Porém, antes de partirem nesse caminho, mudem as ligaduras, abasteçam-se de todos os remédios possíveis, que as feridas vão ser incontáveis, e a morte súbita estará sempre convosco a cada passo. E sobretudo, desfaçam-se de tudo o que vos compõe: do orgulho, da inveja, dos medos, da solidão, da ansiedade, da tenacidade, enfim, de tudo o que vos faz verdadeiros seres humanos. Nada disso tem lugar nesta rota medonha, não esperem por bondades, nem dos amigos mais próximos, que essa não chegará.
Todavia, eu, ainda que, não sendo já escritor só porque escrevo, tenho absoluta confiança na capacidade da escrita como mapa para o meu mundo futuro. Sei que, algures numa página, a olhar para alguém, de baixo para cima, estará a resposta à questão com que me debato hoje, ali, em lágrimas choradas, posta em palavras. E isto já será um princípio de uma redenção.
Para já, é tudo sujo e triste. Inóspito e vendilhão. É tudo dos "outros", nunca me parece nada meu. E não é. Lembrar-me agora do que quis ser é um absurdo categórico, nunca quis ser mais nada que isto, e quem me conhece bem sabe-o. Só que, como nada sei sobre estas fórmulas, não chego lá em tempo de vida, e como escrever com orgulho não basta, e como ninguém me aparecerá em casa a oferecer-me o presente, resta-me aquele futuro que nunca irei conhecer.
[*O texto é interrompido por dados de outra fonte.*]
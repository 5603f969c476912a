//! League Dashboard Test Utils
//!
//! Shared support for testing the `league-api` client without a backend. Requests go
//! through a scripted [`MockTransport`](transport::MockTransport) and session state
//! lives in a `MemoryStore`, so tests can both script replies and inspect what the
//! client sent and persisted.
//!
//! # Overview
//!
//! - **TestBuilder**: fluent builder seeding tokens, the cached user, and scripted replies
//! - **TestContext**: the assembled client plus handles on its transport and store
//! - **MockTransport**: records every request and answers from a per-route script
//! - **fixture**: in-memory DTOs with sensible defaults
//!
//! # Usage
//!
//! ```rust,ignore
//! use league_api::http::Method;
//! use test_utils::{builder::TestBuilder, fixture};
//!
//! #[tokio::test]
//! async fn loads_teams() -> Result<(), TestError> {
//!     let test = TestBuilder::new()
//!         .with_auth_token("access")
//!         .with_json(Method::Get, "/teams", &vec![fixture::team::dto()])
//!         .build()?;
//!
//!     let teams = test.client.teams().get_all(&Default::default()).await?;
//!     assert_eq!(teams.len(), 1);
//!
//!     Ok(())
//! }
//! ```

pub mod builder;
pub mod context;
pub mod error;
pub mod fixture;
pub mod transport;
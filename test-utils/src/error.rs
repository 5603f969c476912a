use league_api::ApiError;
use thiserror::Error;

/// Failures while setting up or running a test.
#[derive(Error, Debug)]
pub enum TestError {
    /// A scripted reply could not be serialized.
    #[error("Failed to serialize scripted reply: {0}")]
    Json(#[from] serde_json::Error),

    /// The client under test returned an error.
    #[error(transparent)]
    Api(#[from] ApiError),
}
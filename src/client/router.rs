use dioxus::prelude::*;

use crate::client::component::{Layout, RequiresCoach, RequiresLoggedIn, RequiresOrganizer};
use crate::client::route::{
    coach::{
        CoachCompetitions, CoachCreateTeam, CoachDashboard, CoachMatchSheetEditor,
        CoachMatchSheets, CoachPlayers, CoachRegisterPlayer, CoachTeamDetail, CoachTeams,
        CoachTransferPlayer,
    },
    competition::{CompetitionDetail, Competitions},
    dashboard::{
        message::{ComposeMessage, MessageDetail, Messages},
        Dashboard, Notifications, Profile,
    },
    matches::{MatchDetail, Matches},
    organizer::{
        OrganizerCompetitionDetail, OrganizerCompetitions, OrganizerCreateCompetition,
        OrganizerDashboard, OrganizerMatchValidation, OrganizerMatches,
    },
    player::{PlayerDetail, Players},
    team::{TeamDetail, Teams},
    Home, Login, Media, NotFound, PublicProfile, Register,
};

#[derive(Debug, Clone, Routable, PartialEq)]
#[rustfmt::skip]
pub enum Route {
    #[layout(Layout)]
        #[route("/")]
        Home {},

        #[route("/login")]
        Login {},

        #[route("/register")]
        Register {},

        #[route("/competitions")]
        Competitions {},

        #[route("/competitions/:id")]
        CompetitionDetail { id: i64 },

        #[route("/teams")]
        Teams {},

        #[route("/teams/:id")]
        TeamDetail { id: i64 },

        #[route("/players")]
        Players {},

        #[route("/players/:id")]
        PlayerDetail { id: i64 },

        #[route("/matches")]
        Matches {},

        #[route("/matches/:id")]
        MatchDetail { id: i64 },

        #[route("/media")]
        Media {},

        #[route("/profile/:id")]
        PublicProfile { id: i64 },

        #[layout(RequiresLoggedIn)]
        #[nest("/dashboard")]
            #[route("/")]
            Dashboard {},

            #[route("/profile")]
            Profile {},

            #[route("/notifications")]
            Notifications {},

            #[route("/messages")]
            Messages {},

            #[route("/messages/compose")]
            ComposeMessage {},

            #[route("/messages/:id")]
            MessageDetail { id: i64 },
        #[end_nest]
        #[end_layout]

        #[layout(RequiresCoach)]
        #[nest("/dashboard/coach")]
            #[route("/")]
            CoachDashboard {},

            #[route("/teams")]
            CoachTeams {},

            #[route("/teams/create")]
            CoachCreateTeam {},

            #[route("/teams/:id")]
            CoachTeamDetail { id: i64 },

            #[route("/players")]
            CoachPlayers {},

            #[route("/players/register")]
            CoachRegisterPlayer {},

            #[route("/players/transfer")]
            CoachTransferPlayer {},

            #[route("/competitions")]
            CoachCompetitions {},

            #[route("/matches")]
            CoachMatchSheets {},

            #[route("/matches/:sheet_id")]
            CoachMatchSheetEditor { sheet_id: i64 },
        #[end_nest]
        #[end_layout]

        #[layout(RequiresOrganizer)]
        #[nest("/dashboard/organizer")]
            #[route("/")]
            OrganizerDashboard {},

            #[route("/competitions")]
            OrganizerCompetitions {},

            #[route("/competitions/create")]
            OrganizerCreateCompetition {},

            #[route("/competitions/:id")]
            OrganizerCompetitionDetail { id: i64 },

            #[route("/matches")]
            OrganizerMatches {},

            #[route("/match-validation")]
            OrganizerMatchValidation {},
        #[end_nest]
        #[end_layout]

        #[route("/:..segments")]
        NotFound { segments: Vec<String> },
}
E nem me digam nada sobre fatalismos ou sobre nuvens negras ou sobre abismos...já os ultrapassei a todos e avancei para onde estou agora. Ninguém consegue estar sozinho nestes dias, por muito que queira, e depois, quando se aperceberem disso, já será tarde demais, estarão verdadeiramente sós. Mas, não faz mal.
Ponham de lado a publicação caduca, esqueçam essa eternidade em vida. Antes mesmo de pensarem muito no assunto, virão a descobrir que sois apenas vós, e não os "outros". A relação entre quem escreve e o que fica escrito, é uma que, elimina todas as barreiras do tempo e do espaço e permite, efectivas conversas com os mortos. - Todos tem o mesmo direito ao céu! - Dir-me-ão tolo, mas credito nesta metáfora como acredito que o sol aparece todas as manhãs. Só uma mão cheia de vivos tem presente e futuro, o resto só poderá contar com a bondade da eternidade. Esta é a fórmula. Simplesmente, não há lugar para todos no gosto de quem constrói estes futuros, é assim mesmo. Logo, talvez me revelem um dia numa dessas conversas e esta verdade me possa por em descanso por agora e para sempre. Sempre é melhor do que nada.